著者は、教養英語の授業を担当することが決まったとき、ヘンリー・フィールディングの『トム・ジョーンズ』を読み始めた。自身の英語力向上がねらいだ。
『トム・ジョーンズ』を選んだのは、1997年にイギリスBBC放送が制作したドラマを観ていたからだ。面白い映画やドラマを観ると、その原作を読みたくなる。
昨今、教養英語の授業といっても、文学作品を教材にすることはほとんどない。むしろ、新聞記事を寄せ集めたものや、TOEICの対策問題集などといった、つまらない教科書を使うことが多い。それは不幸なことだと著者はいう。
著者が読み始めた『トム・ジョーンズ』は、細かい活字で800ページ以上に及ぶ長編小説である。邦訳版は4巻本になっている。日本語で読むとしても一苦労だが、原書で読むのだから途方もないほどの時間がかかるボリュームだ。
外国語で読書する場合、すべてを分かろうとしないことが重要だ。すべての語彙と慣用表現と構文を理解しようとしたり、辞書を引いたりしてはいけない。分からなくても、とりあえず先に進もう。長編小説であれば、読み進めていけばいつかは分かるかもしれない。こうした試行錯誤ができるのが、長編小説のいいところだ。
映像を観た後に原作を読むというルートは、外国作品に限ったことではない。日本の映像作品から外国語読書へとつなげることもある。
著者は、市川崑監督作品のファンである。『犬神家の一族』や『悪魔の手毬唄』などをくり返し観ていたほどだ。そして洋書店で『犬神家の一族』を見つけたことをきっかけに、英訳を読んでみることにした。映像で観ていたからストーリーは知っているものの、原作を知らない日本の小説を英語で読むのは初体験であったという。
結果として、『犬神家の一族』の英訳版は、楽しく、読みやすいものだった。1つの章が適度な長さで読み進めやすい。さらに、日本語より注意深く読むため、映像では見過ごしてしまいがちな細かい点にまで気づくことができた。日本独自の事物が英語でどう訳されているのかも、興味深く読んだという。横溝正史のミステリーは、伝統社会の描写あり、俳句やわらべ歌を使ったトリックありで、日本理解にぴったりだという発見もあった。
ある言語で親しんだ作品を別の言語で読めば、外国語の運用能力が滑らかになるだけでなく、その作品を再び楽しめるのだ。

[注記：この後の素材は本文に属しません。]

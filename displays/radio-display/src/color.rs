//! RGB565 palette used by the radio screens

use embedded_graphics::pixelcolor::{Rgb565, RgbColor};

pub const BLACK: Rgb565 = Rgb565::BLACK;
pub const WHITE: Rgb565 = Rgb565::WHITE;
pub const RED: Rgb565 = Rgb565::RED;
pub const GREEN: Rgb565 = Rgb565::GREEN;
pub const BLUE: Rgb565 = Rgb565::BLUE;
pub const YELLOW: Rgb565 = Rgb565::YELLOW;
pub const CYAN: Rgb565 = Rgb565::CYAN;
pub const MAGENTA: Rgb565 = Rgb565::MAGENTA;

/// Color the screen is cleared to
pub const BACKGROUND: Rgb565 = BLACK;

現地でことばを覚えた外国人の中には、ことばがあまりに口語的すぎたり、それが行き過ぎて乱暴なことば遣いをしたりする人も少なくないものだ。しかし、著者の友人のロシア人は、それに当てはまらない。彼女は穏やかで正確な日本語を話すため、彼女の日本語はどんな人にもよい印象を与えるという。